__Input for this task__.
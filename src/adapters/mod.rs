pub mod database;
pub mod email;
pub mod github;
use serde::{Deserialize, Serialize};
use time::OffsetDateTime;

#[derive(Debug, Clone, Copy, PartialEq, Eq, Serialize, Deserialize)]
#[serde(rename_all = "kebab-case")]
pub enum ActivityKind {
    Commit,
    Repo,
    Pr,
    Issue,
    Release,
    NoActivity,
}

/// One entry of the activity feed as shown on the site.
#[derive(Debug, Clone, PartialEq, Eq, Serialize, Deserialize)]
pub struct ActivityItem {
    pub id: String,
    #[serde(rename = "type")]
    pub kind: ActivityKind,
    pub title: String,
    pub description: String,
    pub timestamp: String,
    #[serde(skip_serializing_if = "Option::is_none")]
    pub url: Option<String>,
}

impl ActivityItem {
    /// Placeholder returned when no activity can be shown.
    #[must_use]
    pub fn no_activity() -> Self {
        Self {
            id: "no-activity".to_string(),
            kind: ActivityKind::NoActivity,
            title: "No recent activity found".to_string(),
            description: "This user has no recent public activity on GitHub.".to_string(),
            timestamp: "N/A".to_string(),
            url: None,
        }
    }
}

#[derive(Debug, Clone, Deserialize)]
pub struct FeedEvent {
    pub id: String,
    #[serde(rename = "type")]
    pub kind: String,
    #[serde(with = "time::serde::rfc3339")]
    pub created_at: OffsetDateTime,
    pub repo: FeedRepo,
    #[serde(default)]
    pub payload: FeedPayload,
}

#[derive(Debug, Clone, Deserialize)]
pub struct FeedRepo {
    pub name: String,
}

#[derive(Debug, Clone, Default, Deserialize)]
pub struct FeedPayload {
    pub commits: Option<Vec<serde_json::Value>>,
    pub size: Option<u64>,
    pub action: Option<String>,
    #[serde(rename = "ref")]
    pub git_ref: Option<String>,
    pub ref_type: Option<String>,
    pub pull_request: Option<FeedLink>,
    pub issue: Option<FeedLink>,
}

#[derive(Debug, Clone, Deserialize)]
pub struct FeedLink {
    pub html_url: Option<String>,
}

fn plural(n: i64) -> &'static str {
    if n == 1 { "" } else { "s" }
}

/// Renders the distance between `then` and `now` the way the site shows it.
#[must_use]
pub fn time_ago(then: OffsetDateTime, now: OffsetDateTime) -> String {
    let secs = (now - then).whole_seconds();
    let (value, unit) = match secs {
        s if s < 60 => return "just now".to_string(),
        s if s < 3_600 => (s / 60, "minute"),
        s if s < 86_400 => (s / 3_600, "hour"),
        s if s < 2_592_000 => (s / 86_400, "day"),
        s if s < 31_536_000 => (s / 2_592_000, "month"),
        s => (s / 31_536_000, "year"),
    };
    format!("{value} {unit}{} ago", plural(value))
}

impl FeedEvent {
    fn short_repo(&self) -> &str {
        self.repo.name.split_once('/').map_or(self.repo.name.as_str(), |(_, repo)| repo)
    }

    fn repo_url(&self) -> String {
        format!("https://github.com/{}", self.repo.name)
    }

    /// Maps a raw feed event to a display item. Event types the site does not
    /// show map to `None`.
    #[must_use]
    pub fn to_item(&self, now: OffsetDateTime) -> Option<ActivityItem> {
        let repo = self.short_repo();
        let git_ref = self.payload.git_ref.as_deref().unwrap_or_default();
        let action = self.payload.action.as_deref().unwrap_or_default();

        let (kind, title, description, url) = match self.kind.as_str() {
            "PushEvent" => {
                let count = self
                    .payload
                    .commits
                    .as_ref()
                    .map_or_else(|| self.payload.size.unwrap_or(0), |c| c.len() as u64);
                let title = format!("Pushed {count} commit{}", if count > 1 { "s" } else { "" });
                (ActivityKind::Commit, title, format!("to {repo}"), Some(self.repo_url()))
            }
            "CreateEvent" => match self.payload.ref_type.as_deref() {
                Some("repository") => (
                    ActivityKind::Repo,
                    "Created new repository".to_string(),
                    repo.to_string(),
                    Some(self.repo_url()),
                ),
                Some("branch") => (
                    ActivityKind::Commit,
                    "Created new branch".to_string(),
                    format!("{git_ref} in {repo}"),
                    Some(self.repo_url()),
                ),
                _ => return None,
            },
            "PullRequestEvent" => (
                ActivityKind::Pr,
                format!("{action} pull request"),
                format!("in {repo}"),
                self.payload.pull_request.as_ref().and_then(|p| p.html_url.clone()),
            ),
            "IssuesEvent" => (
                ActivityKind::Issue,
                format!("{action} issue"),
                format!("in {repo}"),
                self.payload.issue.as_ref().and_then(|i| i.html_url.clone()),
            ),
            "ReleaseEvent" => (
                ActivityKind::Release,
                "Published release".to_string(),
                format!("in {repo}"),
                Some(format!("{}/releases", self.repo_url())),
            ),
            "ForkEvent" => {
                (ActivityKind::Repo, "Forked repository".to_string(), repo.to_string(), Some(self.repo_url()))
            }
            "WatchEvent" => {
                (ActivityKind::Repo, "Starred repository".to_string(), repo.to_string(), Some(self.repo_url()))
            }
            "DeleteEvent" => (
                ActivityKind::Commit,
                "Deleted branch".to_string(),
                format!("{git_ref} in {repo}"),
                Some(self.repo_url()),
            ),
            _ => return None,
        };

        Some(ActivityItem { id: self.id.clone(), kind, title, description, timestamp: time_ago(self.created_at, now), url })
    }
}

/// Selects the items to display from a raw feed page, falling back to the
/// placeholder when nothing survives.
#[must_use]
pub fn summarize(events: &[FeedEvent], scan_limit: usize, display_limit: usize, now: OffsetDateTime) -> Vec<ActivityItem> {
    let items: Vec<_> =
        events.iter().take(scan_limit).filter_map(|e| e.to_item(now)).take(display_limit).collect();
    if items.is_empty() { vec![ActivityItem::no_activity()] } else { items }
}

#[cfg(test)]
mod tests {
    use super::*;
    use time::Duration;
    use time::macros::datetime;

    const NOW: OffsetDateTime = datetime!(2026-10-19 12:00 UTC);

    fn event(kind: &str, payload: serde_json::Value) -> FeedEvent {
        serde_json::from_value(serde_json::json!({
            "id": "1",
            "type": kind,
            "created_at": "2026-10-19T11:00:00Z",
            "repo": { "name": "someone/portfolio" },
            "payload": payload,
        }))
        .unwrap()
    }

    #[test]
    fn test_time_ago_buckets() {
        assert_eq!(time_ago(NOW - Duration::seconds(30), NOW), "just now");
        assert_eq!(time_ago(NOW - Duration::minutes(1), NOW), "1 minute ago");
        assert_eq!(time_ago(NOW - Duration::minutes(5), NOW), "5 minutes ago");
        assert_eq!(time_ago(NOW - Duration::hours(2), NOW), "2 hours ago");
        assert_eq!(time_ago(NOW - Duration::days(1), NOW), "1 day ago");
        assert_eq!(time_ago(NOW - Duration::days(65), NOW), "2 months ago");
        assert_eq!(time_ago(NOW - Duration::days(800), NOW), "2 years ago");
    }

    #[test]
    fn test_push_event_counts_commits() {
        let item = event("PushEvent", serde_json::json!({ "commits": [{}, {}] })).to_item(NOW).unwrap();
        assert_eq!(item.kind, ActivityKind::Commit);
        assert_eq!(item.title, "Pushed 2 commits");
        assert_eq!(item.description, "to portfolio");
        assert_eq!(item.timestamp, "1 hour ago");
        assert_eq!(item.url.as_deref(), Some("https://github.com/someone/portfolio"));

        let single = event("PushEvent", serde_json::json!({ "commits": [{}] })).to_item(NOW).unwrap();
        assert_eq!(single.title, "Pushed 1 commit");
    }

    #[test]
    fn test_create_event_depends_on_ref_type() {
        let repo = event("CreateEvent", serde_json::json!({ "ref_type": "repository" })).to_item(NOW).unwrap();
        assert_eq!(repo.title, "Created new repository");
        assert_eq!(repo.description, "portfolio");

        let branch =
            event("CreateEvent", serde_json::json!({ "ref_type": "branch", "ref": "feature" })).to_item(NOW).unwrap();
        assert_eq!(branch.title, "Created new branch");
        assert_eq!(branch.description, "feature in portfolio");

        assert!(event("CreateEvent", serde_json::json!({ "ref_type": "tag" })).to_item(NOW).is_none());
    }

    #[test]
    fn test_pull_request_uses_its_own_link() {
        let item = event(
            "PullRequestEvent",
            serde_json::json!({ "action": "opened", "pull_request": { "html_url": "https://example.test/pr/1" } }),
        )
        .to_item(NOW)
        .unwrap();
        assert_eq!(item.kind, ActivityKind::Pr);
        assert_eq!(item.title, "opened pull request");
        assert_eq!(item.url.as_deref(), Some("https://example.test/pr/1"));
    }

    #[test]
    fn test_unknown_events_are_dropped() {
        assert!(event("GollumEvent", serde_json::json!({})).to_item(NOW).is_none());
    }

    #[test]
    fn test_summarize_limits_and_fallback() {
        let mut events: Vec<_> = (0..20).map(|_| event("WatchEvent", serde_json::json!({}))).collect();
        assert_eq!(summarize(&events, 15, 3, NOW).len(), 3);

        events.iter_mut().take(15).for_each(|e| e.kind = "GollumEvent".to_string());
        assert_eq!(summarize(&events, 15, 3, NOW), vec![ActivityItem::no_activity()]);
        assert_eq!(summarize(&[], 15, 3, NOW), vec![ActivityItem::no_activity()]);
    }
}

__Try it__. Find the lines of the material that contain the word "WatchEvent" and report only how many there are.

__Response below__. 2